§ **DATA SHOWN**:
▬▬▬▬▬▬▬▬▬▬

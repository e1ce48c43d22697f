use std::collections::BTreeMap;
use std::io::{Read, Seek};

use serde::Serialize;

use crate::error::{Error, Result};
use crate::reader::{ElementReader, Header};
use crate::tags::Tag;
use crate::vint::ElementSize;

/// Matroska default: one tick is one millisecond.
pub const DEFAULT_TIMESTAMP_SCALE_NANOS: u64 = 1_000_000;

#[derive(Debug, Clone, Copy, PartialEq, Eq, Serialize)]
#[serde(rename_all = "snake_case")]
pub enum TrackKind {
    Video,
    Audio,
    Subtitle,
    Other(u64),
}

impl From<u64> for TrackKind {
    fn from(track_type: u64) -> Self {
        match track_type {
            1 => TrackKind::Video,
            2 => TrackKind::Audio,
            0x11 => TrackKind::Subtitle,
            other => TrackKind::Other(other),
        }
    }
}

#[derive(Debug, Clone, PartialEq, Serialize)]
pub struct TrackSummary {
    pub number: u64,
    pub kind: Option<TrackKind>,
    pub codec_id: Option<String>,
    /// Blocks seen for this track number.
    pub blocks: usize,
}

/// Something that makes a file hard to seek in or play back.
#[derive(Debug, Clone, Copy, PartialEq, Eq, Serialize)]
#[serde(rename_all = "snake_case")]
pub enum Problem {
    MissingDuration,
    MissingCues,
    UnknownSizeSegment,
    UnknownSizeClusters,
    Truncated,
}

impl std::fmt::Display for Problem {
    fn fmt(&self, f: &mut std::fmt::Formatter<'_>) -> std::fmt::Result {
        let msg = match self {
            Problem::MissingDuration => "segment info has no duration",
            Problem::MissingCues => "no cues (seek index)",
            Problem::UnknownSizeSegment => "segment has unknown size",
            Problem::UnknownSizeClusters => "clusters with unknown size",
            Problem::Truncated => "file is truncated",
        };
        f.write_str(msg)
    }
}

/// Summary of a WebM or Matroska file.
#[derive(Debug, Clone, PartialEq, Serialize)]
pub struct ProbeReport {
    pub doc_type: String,
    pub timestamp_scale_nanos: u64,
    /// Duration declared in the segment info.
    pub duration_secs: Option<f64>,
    /// Largest block timestamp found in the clusters.
    pub observed_duration_secs: Option<f64>,
    pub title: Option<String>,
    pub muxing_app: Option<String>,
    pub writing_app: Option<String>,
    pub tracks: Vec<TrackSummary>,
    pub tags: BTreeMap<String, String>,
    pub has_seek_head: bool,
    pub cue_points: usize,
    pub clusters: usize,
    pub blocks: usize,
    pub laced_blocks: usize,
    pub unknown_size_segment: bool,
    pub unknown_size_clusters: usize,
    pub truncated: bool,
}

impl ProbeReport {
    pub fn problems(&self) -> Vec<Problem> {
        let mut problems = Vec::new();
        if self.duration_secs.is_none() {
            problems.push(Problem::MissingDuration);
        }
        if self.cue_points == 0 {
            problems.push(Problem::MissingCues);
        }
        if self.unknown_size_segment {
            problems.push(Problem::UnknownSizeSegment);
        }
        if self.unknown_size_clusters > 0 {
            problems.push(Problem::UnknownSizeClusters);
        }
        if self.truncated {
            problems.push(Problem::Truncated);
        }
        problems
    }

    pub fn needs_repair(&self) -> bool {
        !self.problems().is_empty()
    }
}

#[derive(Debug, Default)]
struct Accum {
    doc_type: Option<String>,
    timestamp_scale_nanos: Option<u64>,
    duration_ticks: Option<f64>,
    max_block_ticks: Option<i64>,
    title: Option<String>,
    muxing_app: Option<String>,
    writing_app: Option<String>,
    tracks: Vec<TrackSummary>,
    tags: BTreeMap<String, String>,
    has_seek_head: bool,
    cue_points: usize,
    clusters: usize,
    blocks: usize,
    laced_blocks: usize,
    unknown_size_segment: bool,
    unknown_size_clusters: usize,
    truncated: bool,
}

impl From<Accum> for ProbeReport {
    fn from(a: Accum) -> Self {
        let scale = a
            .timestamp_scale_nanos
            .unwrap_or(DEFAULT_TIMESTAMP_SCALE_NANOS) as f64;
        let ticks_to_secs = |ticks: f64| ticks * scale / 1e9;
        Self {
            doc_type: a.doc_type.unwrap_or_else(|| "matroska".to_string()),
            timestamp_scale_nanos: a
                .timestamp_scale_nanos
                .unwrap_or(DEFAULT_TIMESTAMP_SCALE_NANOS),
            duration_secs: a.duration_ticks.map(ticks_to_secs),
            observed_duration_secs: a.max_block_ticks.map(|t| ticks_to_secs(t as f64)),
            title: a.title,
            muxing_app: a.muxing_app,
            writing_app: a.writing_app,
            tracks: a.tracks,
            tags: a.tags,
            has_seek_head: a.has_seek_head,
            cue_points: a.cue_points,
            clusters: a.clusters,
            blocks: a.blocks,
            laced_blocks: a.laced_blocks,
            unknown_size_segment: a.unknown_size_segment,
            unknown_size_clusters: a.unknown_size_clusters,
            truncated: a.truncated,
        }
    }
}

/// Call `f` for each child of `parent`.
///
/// For an unknown-size parent, children end at the end of the input or at
/// the next boundary element, which is left unread.
fn for_each_child<R, F>(rdr: &mut ElementReader<R>, parent: &Header, mut f: F) -> Result<()>
where
    R: Read + Seek,
    F: FnMut(&mut ElementReader<R>, &Header) -> Result<()>,
{
    let end = parent.end().unwrap_or(rdr.len());
    while rdr.position() < end {
        let child = rdr.next_header()?.ok_or(Error::Eof)?;
        if parent.size == ElementSize::Unknown && child.tag.is_boundary() {
            rdr.seek_to(child.position)?;
            break;
        }
        f(rdr, &child)?;
    }
    Ok(())
}

fn parse_ebml_header<R: Read + Seek>(
    rdr: &mut ElementReader<R>,
    accum: &mut Accum,
) -> Result<()> {
    let header = match rdr.next_header() {
        Ok(Some(header)) if header.tag == Tag::EBML => header,
        Ok(_) | Err(Error::Eof | Error::InvalidId | Error::InvalidSize) => {
            return Err(Error::NotEbml);
        }
        Err(e) => return Err(e),
    };
    if header.size == ElementSize::Unknown {
        return Err(Error::NotEbml);
    }
    for_each_child(rdr, &header, |rdr, child| {
        match child.tag {
            Tag::DocType => accum.doc_type = Some(rdr.read_string(child)?),
            _ => rdr.skip(child)?,
        }
        Ok(())
    })
}

fn parse_info<R: Read + Seek>(
    rdr: &mut ElementReader<R>,
    info: &Header,
    accum: &mut Accum,
) -> Result<()> {
    for_each_child(rdr, info, |rdr, child| {
        match child.tag {
            Tag::TimestampScale => accum.timestamp_scale_nanos = Some(rdr.read_uint(child)?),
            Tag::Duration => accum.duration_ticks = Some(rdr.read_float(child)?),
            Tag::Title => accum.title = Some(rdr.read_string(child)?),
            Tag::MuxingApp => accum.muxing_app = Some(rdr.read_string(child)?),
            Tag::WritingApp => accum.writing_app = Some(rdr.read_string(child)?),
            _ => rdr.skip(child)?,
        }
        Ok(())
    })
}

fn parse_tracks<R: Read + Seek>(
    rdr: &mut ElementReader<R>,
    tracks: &Header,
    accum: &mut Accum,
) -> Result<()> {
    for_each_child(rdr, tracks, |rdr, entry| {
        if entry.tag != Tag::TrackEntry {
            return rdr.skip(entry);
        }
        let mut track = TrackSummary {
            number: 0,
            kind: None,
            codec_id: None,
            blocks: 0,
        };
        for_each_child(rdr, entry, |rdr, child| {
            match child.tag {
                Tag::TrackNumber => track.number = rdr.read_uint(child)?,
                Tag::TrackType => track.kind = Some(rdr.read_uint(child)?.into()),
                Tag::CodecID => track.codec_id = Some(rdr.read_string(child)?),
                _ => rdr.skip(child)?,
            }
            Ok(())
        })?;
        accum.tracks.push(track);
        Ok(())
    })
}

fn parse_tags<R: Read + Seek>(
    rdr: &mut ElementReader<R>,
    tags: &Header,
    accum: &mut Accum,
) -> Result<()> {
    for_each_child(rdr, tags, |rdr, tag| {
        if tag.tag != Tag::TagElement {
            return rdr.skip(tag);
        }
        for_each_child(rdr, tag, |rdr, simple_tag| {
            if simple_tag.tag != Tag::SimpleTag {
                return rdr.skip(simple_tag);
            }
            let mut name = None;
            let mut value = None;
            for_each_child(rdr, simple_tag, |rdr, child| {
                match child.tag {
                    Tag::TagName => name = Some(rdr.read_string(child)?),
                    Tag::TagString => value = Some(rdr.read_string(child)?),
                    _ => rdr.skip(child)?,
                }
                Ok(())
            })?;
            if let Some(name) = name {
                accum.tags.insert(name, value.unwrap_or_default());
            }
            Ok(())
        })
    })
}

fn record_block<R: Read + Seek>(
    rdr: &mut ElementReader<R>,
    block: &Header,
    cluster_ticks: u64,
    accum: &mut Accum,
) -> Result<()> {
    let header = rdr.read_block_header(block)?;
    accum.blocks += 1;
    if header.is_laced() {
        accum.laced_blocks += 1;
    }
    if let Some(track) = accum
        .tracks
        .iter_mut()
        .find(|t| t.number == header.track_number)
    {
        track.blocks += 1;
    }
    let ticks = cluster_ticks as i64 + i64::from(header.relative_timestamp);
    accum.max_block_ticks = Some(accum.max_block_ticks.map_or(ticks, |m| m.max(ticks)));
    Ok(())
}

fn parse_cluster<R: Read + Seek>(
    rdr: &mut ElementReader<R>,
    cluster: &Header,
    accum: &mut Accum,
) -> Result<()> {
    accum.clusters += 1;
    if cluster.size == ElementSize::Unknown {
        accum.unknown_size_clusters += 1;
    }
    let mut cluster_ticks = 0;
    for_each_child(rdr, cluster, |rdr, child| {
        match child.tag {
            Tag::Timestamp => cluster_ticks = rdr.read_uint(child)?,
            Tag::SimpleBlock => record_block(rdr, child, cluster_ticks, accum)?,
            Tag::BlockGroup => {
                for_each_child(rdr, child, |rdr, grandchild| {
                    if grandchild.tag == Tag::Block {
                        record_block(rdr, grandchild, cluster_ticks, accum)
                    } else {
                        rdr.skip(grandchild)
                    }
                })?;
            }
            _ => rdr.skip(child)?,
        }
        Ok(())
    })
}

fn parse_segment<R: Read + Seek>(
    rdr: &mut ElementReader<R>,
    segment: &Header,
    accum: &mut Accum,
) -> Result<()> {
    let end = match segment.end() {
        Some(end) => {
            if end > rdr.len() {
                accum.truncated = true;
            }
            end.min(rdr.len())
        }
        None => {
            accum.unknown_size_segment = true;
            rdr.len()
        }
    };
    while rdr.position() < end {
        let Some(child) = rdr.next_header()? else {
            break;
        };
        match child.tag {
            Tag::SeekHead => {
                accum.has_seek_head = true;
                rdr.skip(&child)?;
            }
            Tag::Info => parse_info(rdr, &child, accum)?,
            Tag::Tracks => parse_tracks(rdr, &child, accum)?,
            Tag::Cluster => parse_cluster(rdr, &child, accum)?,
            Tag::Cues => for_each_child(rdr, &child, |rdr, point| {
                if point.tag == Tag::CuePoint {
                    accum.cue_points += 1;
                }
                rdr.skip(point)
            })?,
            Tag::Tags => parse_tags(rdr, &child, accum)?,
            // A second segment (chained file) ends the walk.
            Tag::Segment | Tag::EBML => break,
            _ => rdr.skip(&child)?,
        }
    }
    Ok(())
}

fn find_and_parse_segment<R: Read + Seek>(
    rdr: &mut ElementReader<R>,
    accum: &mut Accum,
) -> Result<()> {
    while let Some(header) = rdr.next_header()? {
        if header.tag == Tag::Segment {
            return parse_segment(rdr, &header, accum);
        }
        rdr.skip(&header)?;
    }
    Ok(())
}

/// Summarize the file read from `rdr`.
///
/// Only the first Segment is examined. Input that ends in the middle of
/// an element yields a report with `truncated` set.
pub fn probe_reader<R: Read + Seek>(rdr: R) -> Result<ProbeReport> {
    let mut rdr = ElementReader::new(rdr)?;
    let mut accum = Accum::default();
    parse_ebml_header(&mut rdr, &mut accum)?;

    match find_and_parse_segment(&mut rdr, &mut accum) {
        Ok(()) => {}
        Err(e) if e.is_truncation() => {
            tracing::debug!("input ends early: {e}");
            accum.truncated = true;
        }
        Err(e) => return Err(e),
    }
    Ok(accum.into())
}

/// Summarize the file at `path`.
pub fn probe_path<P: AsRef<std::path::Path>>(path: P) -> Result<ProbeReport> {
    let fd = std::fs::File::open(path.as_ref())?;
    let report = probe_reader(std::io::BufReader::new(fd))?;
    tracing::debug!(
        "probed {}: {} clusters, {} blocks",
        path.as_ref().display(),
        report.clusters,
        report.blocks
    );
    Ok(report)
}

▬▬▬▬▬▬▬▬▬▬

§ **YOUR GOAL**: After locating the line with "let end = match" in the material above, return it and each line after it exactly, ending at the line with "accum.has_seek_head = true;".

§ **SOLUTION FOR THIS EXERCISE**:
    let end = match segment.end() {
        Some(end) => {
            if end > rdr.len() {
                accum.truncated = true;
            }
            end.min(rdr.len())
        }
        None => {
            accum.unknown_size_segment = true;
            rdr.len()
        }
    };
    while rdr.position() < end {
        let Some(child) = rdr.next_header()? else {
            break;
        };
        match child.tag {
            Tag::SeekHead => {
                accum.has_seek_head = true;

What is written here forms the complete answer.